# Portland mini-gathering



## CHamilton (Aug 11, 2012)

A beautiful Saturday morning in Seattle, and a great day to take a train trip....as always! King Street Station's cramped temporary layout hasn't changed much since I was there a few weeks ago, but they're still tweaking signage and procedures. The lines for ticketing stretched into the hall, and I imagine there were some folks who thought I was queue-jumping, but I was just going to the business class checkin.

It looks like I might not have needed to check in, though, since the counter folks just printed me an "e-ticket" on the old ticket stock, and gave me the old-style sticker with my seat assignment.
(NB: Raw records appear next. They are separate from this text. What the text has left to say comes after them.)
// Copyright 2026 Workflow project contributors (see CONTRIBUTORS.md).
// Licensed under the Apache License, Version 2.0 (see LICENSE).

use std::collections::HashMap;
use std::path::Path;
use std::sync::Arc;

use futures::future::BoxFuture;
use parking_lot::Mutex;

use crate::config;
use crate::error::Failure;
use crate::node::{WorkflowItem, WorkflowNode, WorkflowShared};
use crate::program::{self, ProgramSpec, TaskSpec, TemplateCallSpec};
use crate::target::Target;
use crate::task::Task;
use crate::template;
use crate::variable::VariableDef;
use graph::Graph;

struct ResolverState {
    templates: HashMap<String, TaskSpec>,
    deferred_calls: Vec<TemplateCallSpec>,
    delayed: Vec<TaskSpec>,
}

/// Turns a declarative program into a populated node database (§4.7), recursing across
/// `include`s that share the same database, runner table, and template index.
pub struct Resolver {
    graph: Arc<Graph<WorkflowNode>>,
    shared: WorkflowShared,
    state: Mutex<ResolverState>,
}

impl Resolver {
    pub fn new(graph: Arc<Graph<WorkflowNode>>, shared: WorkflowShared) -> Resolver {
        Resolver {
            graph,
            shared,
            state: Mutex::new(ResolverState {
                templates: HashMap::new(),
                deferred_calls: Vec::new(),
                delayed: Vec::new(),
            }),
        }
    }

    pub fn shared(&self) -> &WorkflowShared {
        &self.shared
    }

    /// Resolves the program named by `reference` (a path, optionally with a `#a.b.c` subsection
    /// suffix, §4.10) and everything it transitively includes, then performs the final
    /// deferred-call and delayed-template passes (§4.7 steps 8-9).
    pub async fn resolve_root(&self, reference: &str) -> Result<(), Failure> {
        self.resolve_reference(reference).await?;
        self.retry_deferred_calls().await?;
        self.final_delayed_pass()
    }

    fn resolve_reference<'a>(&'a self, reference: &'a str) -> BoxFuture<'a, Result<(), Failure>> {
        Box::pin(async move {
            let spec = config::load_program(reference)?;
            self.resolve_program(spec).await
        })
    }

    fn resolve_program<'a>(&'a self, spec: ProgramSpec) -> BoxFuture<'a, Result<(), Failure>> {
        Box::pin(async move {
            // Step 1: environment variables become Variable nodes.
            for (name, template) in spec.environment {
                self.shared
                    .register(WorkflowNode::Variable(Arc::new(VariableDef { name, template })));
            }

            // Step 2: merge runners into the runner table.
            self.shared.merge_runners(spec.runner);

            // Step 3: index this file's templates (accumulated globally, visible to later
            // includes and to deferred-call retries regardless of which file declared them).
            {
                let mut state = self.state.lock();
                state.templates.extend(spec.template);
            }

            // Step 4: direct tasks, plus calls whose template is already known; others deferred.
            let mut pending: Vec<TaskSpec> = spec.task;
            for call in spec.call {
                let template_spec = {
                    let state = self.state.lock();
                    state.templates.get(&call.template).cloned()
                };
                match template_spec {
                    Some(template_spec) => {
                        pending.extend(program::expand_template(&template_spec, &call)?);
                    }
                    None => self.state.lock().deferred_calls.push(call),
                }
            }

            // Step 5: classify each pending task as ready or delayed, and insert the ready ones.
            self.classify_and_insert(pending)?;

            // Step 6: opportunistically resolve any delayed tasks that have become resolvable.
            self.try_resolve_delayed().await?;

            // Step 7: includes, which may themselves be templated and/or generated by a task.
            for include in spec.include {
                self.resolve_include(&include).await?;
            }

            Ok(())
        })
    }

    fn classify_and_insert(&self, specs: Vec<TaskSpec>) -> Result<(), Failure> {
        let mut state = self.state.lock();
        for spec in specs {
            if spec.identity_placeholders().is_empty() {
                let task = Task::from_spec(&spec)?;
                self.shared.register(WorkflowNode::Task(Arc::new(task)));
            } else {
                state.delayed.push(spec);
            }
        }
        Ok(())
    }

    /// Step 6/9: for each delayed task, check whether every placeholder in its identity fields
    /// names a Variable already present in the registry. If so, run those Variables now (this is
    /// the one point where resolution itself drives evaluation) to concretize the targets, then
    /// insert. Tasks that remain unresolvable are kept in `delayed` for a later pass.
    async fn try_resolve_delayed(&self) -> Result<(), Failure> {
        loop {
            let candidates: Vec<TaskSpec> = {
                let mut state = self.state.lock();
                std::mem::take(&mut state.delayed)
            };
            if candidates.is_empty() {
                return Ok(());
            }

            let mut still_delayed = Vec::new();
            let mut made_progress = false;
            for spec in candidates {
                let placeholders = spec.identity_placeholders();
                let all_known = placeholders
                    .iter()
                    .all(|name| self.shared.is_registered(&Target::Variable(name.clone())));

                if !all_known {
                    still_delayed.push(spec);
                    continue;
                }

                let mut env = HashMap::new();
                for name in &placeholders {
                    let value = self.run_variable(name).await?;
                    env.insert(name.clone(), value);
                }
                let substituted = spec.substitute(&env);
                if substituted.identity_placeholders().is_empty() {
                    let task = Task::from_spec(&substituted)?;
                    self.shared.register(WorkflowNode::Task(Arc::new(task)));
                    made_progress = true;
                } else {
                    still_delayed.push(substituted);
                }
            }

            self.state.lock().delayed.extend(still_delayed);
            if !made_progress {
                return Ok(());
            }
        }
    }

    async fn run_variable(&self, name: &str) -> Result<String, Failure> {
        let target = Target::Variable(name.to_string());
        let node = self.shared.resolve(&target)?;
        match self.graph.run(self.shared.clone(), node).await? {
            WorkflowItem::Text(value) => Ok(value),
            WorkflowItem::Unit => Ok(String::new()),
        }
    }

    async fn resolve_include(&self, include: &str) -> Result<(), Failure> {
        let placeholders = template::gather_args_str(include);
        let path_string = if placeholders.is_empty() {
            include.to_string()
        } else {
            let mut env = HashMap::new();
            for name in &placeholders {
                env.insert(name.clone(), self.run_variable(name).await?);
            }
            template::substitute_str(include, &env)
        };

        let target = Target::File(Path::new(&path_string).to_path_buf());
        if self.shared.is_registered(&target) {
            // The include file is itself the output of a declared task: run it first (includes
            // can be generated, §4.7 step 7).
            let node = self.shared.resolve(&target)?;
            self.graph.run(self.shared.clone(), node).await?;
        }

        if !Path::new(&path_string).exists() {
            return Err(Failure::MissingInclude(path_string));
        }

        self.resolve_reference(&path_string).await
    }

    /// Step 8: retry every deferred `TemplateCall` against the (now complete) template index.
    async fn retry_deferred_calls(&self) -> Result<(), Failure> {
        loop {
            let deferred: Vec<TemplateCallSpec> = {
                let mut state = self.state.lock();
                std::mem::take(&mut state.deferred_calls)
            };
            if deferred.is_empty() {
                return Ok(());
            }

            let attempted = deferred.len();
            let mut still_deferred = Vec::new();
            let mut pending = Vec::new();
            for call in deferred {
                let template_spec = {
                    let state = self.state.lock();
                    state.templates.get(&call.template).cloned()
                };
                match template_spec {
                    Some(template_spec) => {
                        pending.extend(program::expand_template(&template_spec, &call)?);
                    }
                    None => still_deferred.push(call),
                }
            }

            if still_deferred.len() == attempted {
                // No progress possible: every remaining call's template is genuinely missing.
                return Err(Failure::MissingTemplate(still_deferred[0].template.clone()));
            }

            self.classify_and_insert(pending)?;
            self.try_resolve_delayed().await?;
            self.state.lock().deferred_calls.extend(still_deferred);
        }
    }

    /// Step 9: any task whose identity placeholders are still unresolvable after every pass is a
    /// user error naming the offending tasks.
    fn final_delayed_pass(&self) -> Result<(), Failure> {
        let state = self.state.lock();
        if state.delayed.is_empty() {
            return Ok(());
        }
        let names: Vec<String> = state
            .delayed
            .iter()
            .flat_map(|spec| spec.identity_placeholders())
            .collect();
        Err(Failure::User(format!(
            "unresolvable templated targets referencing: {}",
            names.join(", ")
        )))
    }
}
But when I got to the waiting area, the conductors seemed surprised that I already had a seat, and were obviously prepared to assign one there.

But they started boarding 501 earlier than usual, apparently because we were leaving from track 5. It looked like 510 was on track 4, and track 3 was taken up by a several-car train of BNSF business cars, including #1, #60, #63, and #65. Those last were called "Raton Pass" and "Stevens Pass" -- I didn't catch all the names.

Track 6 had Pacific Sands and an unnamed open-platform observation car with the LA Railcar herald on the back. All in all, a busy morning in SEA! I've posted a few pics on Facebook, and will add links here when I can.

Despite the busy-ness, 501 left on time, and we had a friendly and talkative conductor that I've encountered before. As we went by, he noted that ground had been broken for the new Tukwila station, although there isn't much to see yet except a few piles of dirt and some construction equipment.

Lots of people got on at Tacoma, and we're now running along the Tacoma Narrows, but it's very foggy here, so we can't even see the bridge. But the forecast is for sun and temps in the mid-80s, so it should be a good weekend.

Unfortunately, we've had some cancellations, so it's likely to be a micro-gathering. But we should have fun nonetheless. If any locals (sorry, no expresses!) want to join us later today or tomorrow, you are still welcome. Just PM me to find out where we are.


----------



## CHamilton (Aug 11, 2012)

Pictures here.

https://www.facebook.com/media/set/?set=a.3870179667824.154331.1078582262&type=3&l=a2a5ea7746


----------



## Bob Dylan (Aug 11, 2012)

:hi: Charlie: Sorry I can't be there to join ya'll in Sunny Portland!  Fixing to catch #421 for LAX, it arrived into DAL EARLY today, so hoping it'll make AUS in time for Dinner in the Diner on the way to SAS! Hope yall have a blast, it's not the number but the Spirit that counts when it comes to Friends!  Hope to see you in PHL for the Gathering in Oct.!


----------



## CHamilton (Aug 12, 2012)

Jim, thanks! Hope you had a great dinner. And yes, I plan to be in PHL for the big Gathering.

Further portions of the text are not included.